10 Jun 5 WAYS TO GET SOMETHING MORE OUT OF A LIVE STREAM
Live broadcast shouldn’t only be about making what’s happening at an event available to an online user or participant. If you’d want to do that, you could simply record everything. How to make more use of transmitting live then?
For starters, let’s do it another way around. Have a spokesperson’s speech streamed to the live audience, seen on the stage’s screen.
It could be very useful if getting your speaker to the conference is too expensive. Or when their schedule is too tight to spend a whole day at your event. Even though it’s always better to have a live speaker, getting an hour of broadcast instead of nothing is worth considering.
It’s a great way to get your back off the wall as well. Many things can go wrong. There could be last-minute transportation issues, like flights getting cancelled due to bad weather and then you would be left without any replacement for your speaker(s). In that case, instead of risking an uncomfortable gap in your schedule, you may simply set up a live broadcast from wherever your speaker is. And it is easily doable, you simply have to get an experienced crew and your spokesperson has to have a computer.
Interaction is the most important thing when it comes to live streaming. It is also what differentiates it from a plain recording. Combining broadcast with social marketing always works to your benefit, giving you an opportunity to get some feedback from your participants.
Getting this kind of communication can be backed up with competitions. Internet users are more willing to ask speakers questions online, having known that there’s a prize to get. What is essential to you as an organizer, is that such a contest is a new way to promote sponsors.
One of the ways to conduct a live broadcast is to make it a paywall. This will make your event more elite and is another way of promoting your sponsors. They can have authentication codes to give out on their websites and information channels. Such a code could be a prize for filling in a survey or answering a question.
Dividing the stream in two has proven itself a good solution. Then the first part is made available to everyone (with, for instance a sponsor’s watermark), while the second is to be paid for or accessible after typing an authentication code.
Besides contests, there are other ways to engage online participants.
A great solution is to link the broadcast with Twitter or Facebook. This way you create an online space for remote participants and attendees to communicate. Conversations can be projected on a screen next to the stage. That’s also where you display users’ questions to speakers, which they answer in turns with attendees’ queries.
Using live broadcast this way gives us a whole new area for networking.
There are events, where you need to have a number of things happening at the same time in different locations. Multilateral streaming keeps those integrated. Thanks to that your participants are able to see what is going on in the other venue or even to communicate.
Hackathons often use this kind of broadcast. This way programmers can inform each other about work progress while being in separate venues.

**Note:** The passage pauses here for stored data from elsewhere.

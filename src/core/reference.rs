//! Referenz auf eine Entität, die während des Ladens noch unaufgelöst sein kann.

/// Verweis auf einen Node oder ein Item.
///
/// Beim Parsen einer Sektor-Datei ist nur die UID bekannt (`Unresolved`).
/// Die globale Auflösungsphase ersetzt jede UID durch das Arena-Handle.
#[derive(Debug, Clone, Copy, PartialEq, Eq, Hash)]
pub enum Reference<H> {
    /// Nur die UID ist bekannt
    Unresolved(u64),
    /// Aufgelöstes Arena-Handle
    Resolved(H),
}

impl<H: Copy + PartialEq> Reference<H> {
    /// Gibt das Handle zurück.
    ///
    /// # Panics
    /// Bei einer unaufgelösten Referenz. Nach der Auflösungsphase darf es
    /// keine mehr geben; ein Zugriff vorher ist ein Programmierfehler.
    #[track_caller]
    pub fn handle(&self) -> H {
        match self {
            Reference::Resolved(handle) => *handle,
            Reference::Unresolved(uid) => {
                panic!("unaufgeloeste Referenz {uid:#x} wie aufgeloest verwendet")
            }
        }
    }

    /// Handle falls aufgelöst.
    pub fn resolved(&self) -> Option<H> {
        match self {
            Reference::Resolved(handle) => Some(*handle),
            Reference::Unresolved(_) => None,
        }
    }

    /// UID falls noch unaufgelöst.
    pub fn unresolved_uid(&self) -> Option<u64> {
        match self {
            Reference::Unresolved(uid) => Some(*uid),
            Reference::Resolved(_) => None,
        }
    }

    /// `true` nach erfolgreicher Auflösung.
    pub fn is_resolved(&self) -> bool {
        matches!(self, Reference::Resolved(_))
    }

    /// Prüft ob die Referenz auf `handle` zeigt.
    pub fn points_to(&self, handle: H) -> bool {
        self.resolved() == Some(handle)
    }
}

impl<H> From<H> for Reference<H> {
    fn from(handle: H) -> Self {
        Reference::Resolved(handle)
    }
}

#[cfg(test)]
mod tests {
    use super::*;

    #[test]
    fn test_resolved_handle() {
        let reference: Reference<u32> = 7.into();
        assert_eq!(reference.handle(), 7);
        assert!(reference.points_to(7));
        assert_eq!(reference.unresolved_uid(), None);
    }

    #[test]
    #[should_panic(expected = "unaufgeloeste Referenz")]
    fn test_unresolved_handle_panics() {
        let reference: Reference<u32> = Reference::Unresolved(0x42);
        reference.handle();
    }
}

An interesting example of implementing this solution are also medical conferences. Attendees are then able to interact directly with doctors who are conducting surgery at the time. Imagine a room full of people commenting on an ongoing operation and two surgeons handling the medical procedure able to see them and asking for advice in case of any complications. That gives us two pairs of hands above the operating table and a number of heads behind it.
Live streaming can be applied in many ways. Whether you wish to engage online users, make your event more exclusive, have it in a few locations at the same time or to have someone give their speech remotely, it’s the same technology to be used.
Once you decide to have your event streamed live, have it done in an interesting way. It’s not only about deciding to do so – be creative while doing it. If you are to implement it in an unorthodox way, I can assure you it is going to pay off. This is an opportunity for your event to outstand from the others. Just remember not to make it a simple live stream with only purpose of it being to be watched. Don’t learn the hard way. Nowadays it is all about keeping it diverse. And if you are still considering making it a simple, plain live broadcast, just make a video of your event and cut your costs. There is no point in spending money for something that will not get any attention whatsoever. At least not as much as you will pay for with a live stream.